The United States has recorded more than 100,000 confirmed cases of virus infections and almost 1,700 deaths.
The House of Representatives passed the package, with legislators uniting to approve the plan.
Mr Trump's signature triggers the distribution of millions of relief cheques of up to US$3,400 for an average American family of four.
He said: "I want to thank Democrats and Republicans for coming together and putting America first.
"This will deliver urgently needed relief to our nation's families, workers and businesses. That's what this is all about."

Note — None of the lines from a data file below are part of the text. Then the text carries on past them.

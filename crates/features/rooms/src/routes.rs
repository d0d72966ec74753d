use axum::response::IntoResponse;
use iredo_kernel::domain::constants::ROOMS_TAG;
use utoipa_axum::router::OpenApiRouter;
use utoipa_axum::routes;

/// Fixed rooms payload.
const ROOMS: &str = "okay room, hello world";

#[utoipa::path(
    get,
    path = "/api/rooms",
    responses((status = OK, description = "Rooms listing", body = str, content_type = "text/plain")),
    tag = ROOMS_TAG,
)]
async fn get_rooms() -> impl IntoResponse {
    // Served as `text/plain; charset=utf-8`, axum's encoding for a plain str.
    ROOMS
}

/// Routes owned by the rooms slice.
pub fn router<S>() -> OpenApiRouter<S>
where
    S: Send + Sync + Clone + 'static,
{
    OpenApiRouter::<S>::new().routes(routes!(get_rooms))
}
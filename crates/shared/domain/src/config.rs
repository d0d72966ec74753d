use serde::Deserialize;
use std::net::{IpAddr, Ipv4Addr};
use std::ops::{Deref, DerefMut};
use std::path::PathBuf;
use std::sync::Arc;

/// Top-level API configuration shared across services.
#[derive(Default, Debug, Clone, Deserialize)]
#[serde(default)]
pub struct ApiConfigInner {
    pub server: ServerConfig,
    pub log: LogConfig,
}

/// Thin Arc-wrapped config for inexpensive cloning into subsystems.
#[derive(Default, Debug, Clone, Deserialize)]
pub struct ApiConfig {
    #[serde(flatten, default)]
    inner: Arc<ApiConfigInner>,
}

impl Deref for ApiConfig {
    type Target = ApiConfigInner;

    fn deref(&self) -> &Self::Target {
        &self.inner
    }
}

impl DerefMut for ApiConfig {
    fn deref_mut(&mut self) -> &mut ApiConfigInner {
        Arc::make_mut(&mut self.inner)
    }
}

/// HTTP server configuration.
#[derive(Debug, Clone, Deserialize)]
#[serde(default)]
pub struct ServerConfig {
    pub address: IpAddr,
    /// Main listener port (TLS when `ssl` is configured).
    pub port: u16,
    /// Plaintext listener port; requests arriving here are redirected to the
    /// TLS listener. Only bound when `ssl` is configured.
    pub http_port: u16,
    pub environment: Environment,
    pub ssl: Option<SslConfig>,
}

/// Runtime environment classification, resolved once at startup.
#[derive(Default, Debug, Clone, Copy, PartialEq, Eq, Deserialize)]
#[serde(rename_all = "lowercase")]
pub enum Environment {
    Development,
    #[default]
    Production,
}

impl Environment {
    /// Whether this process runs in development mode. Gates documentation
    /// exposure and fault-page verbosity, nothing else.
    #[must_use]
    pub const fn is_development(self) -> bool {
        matches!(self, Self::Development)
    }
}

/// TLS certificate/key paths.
#[derive(Debug, Clone, Deserialize)]
#[serde(default)]
pub struct SslConfig {
    pub cert: PathBuf,
    pub key: PathBuf,
}

/// Logging output configuration.
#[derive(Debug, Clone, Deserialize)]
#[serde(default)]
pub struct LogConfig {
    /// Directory for rolling log files; console-only when absent.
    pub path: Option<PathBuf>,
    /// Default level directive (e.g. `info`, `debug`).
    pub level: String,
}

// --- Default ---

impl Default for ServerConfig {
    fn default() -> Self {
        Self {
            address: IpAddr::V4(Ipv4Addr::UNSPECIFIED),
            port: 4583,
            http_port: 8080,
            environment: Environment::default(),
            ssl: None,
        }
    }
}

impl Default for SslConfig {
    fn default() -> Self {
        Self { cert: PathBuf::from("cert.pem"), key: PathBuf::from("key.pem") }
    }
}

impl Default for LogConfig {
    fn default() -> Self {
        Self { path: None, level: "info".to_owned() }
    }
}
use iredo_domain::config::{ApiConfig, Environment, LogConfig, ServerConfig};
use serde_json::json;

#[test]
fn config_defaults_are_sane() {
    let server = ServerConfig::default();
    assert_eq!(server.port, 4583);
    assert_eq!(server.http_port, 8080);
    assert!(server.ssl.is_none());
    assert_eq!(server.environment, Environment::Production);

    let log = LogConfig::default();
    assert!(log.path.is_none());
    assert_eq!(log.level, "info");
}

#[test]
fn api_config_deserializes() {
    let raw = json!({
        "server": {
            "address": "::",
            "port": 8443,
            "http_port": 8080,
            "environment": "development",
            "ssl": { "cert": "/tmp/cert.pem", "key": "/tmp/key.pem" }
        },
        "log": { "path": "/tmp/logs", "level": "debug" }
    });

    let cfg: ApiConfig = serde_json::from_value(raw).expect("config deserialize");
    assert_eq!(cfg.server.port, 8443);
    assert!(cfg.server.environment.is_development());
    assert_eq!(cfg.server.ssl.as_ref().map(|s| s.cert.clone()), Some("/tmp/cert.pem".into()));
    assert_eq!(cfg.log.level, "debug");
}

#[test]
fn production_is_the_default_environment() {
    let cfg: ApiConfig = serde_json::from_value(json!({})).expect("empty config");
    assert!(!cfg.server.environment.is_development());
}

The president also took the step of invoking the Defense Production Act to compel car maker, General Motors, to quickly honour its commitment to making ventilators, machines crucial to keeping critically ill coronavirus patients alive, but which are in short supply in US hospitals.
The need is acute in New York state, the US epicentre of the epidemic where 44,635 infections have been confirmed.
The number of deaths there increased yesterday to 519 - up from 385 the previous day - but Governor Andrew Cuomo expressed optimism that the increase in the hospitalisation rate has slowed.
He announced the creation of temporary hospitals in large facilities in each borough of New York City - including at a horse racing track in Queens - in the model of an already-constructed space in Manhattan's Javits Center.
The bill pumps $100 billion into hospitals and health facilities in critical need of medical equipment like personal protective equipment and intensive care beds, creates a $500 billion loan reserve for large corporations including airlines, and provides $377 billion in grants to small businesses.
It also dramatically expands unemployment assistance, aid that will cushion the blow for 3.3 million people who filed jobless claims in the week ending 21 March.
House Speaker Nancy Pelosi said shortly before the measure was passed, that the US faced an economic and health emergency of historic proportions due to the coronavirus pandemic, the worst pandemic, she said, in more than 100 years.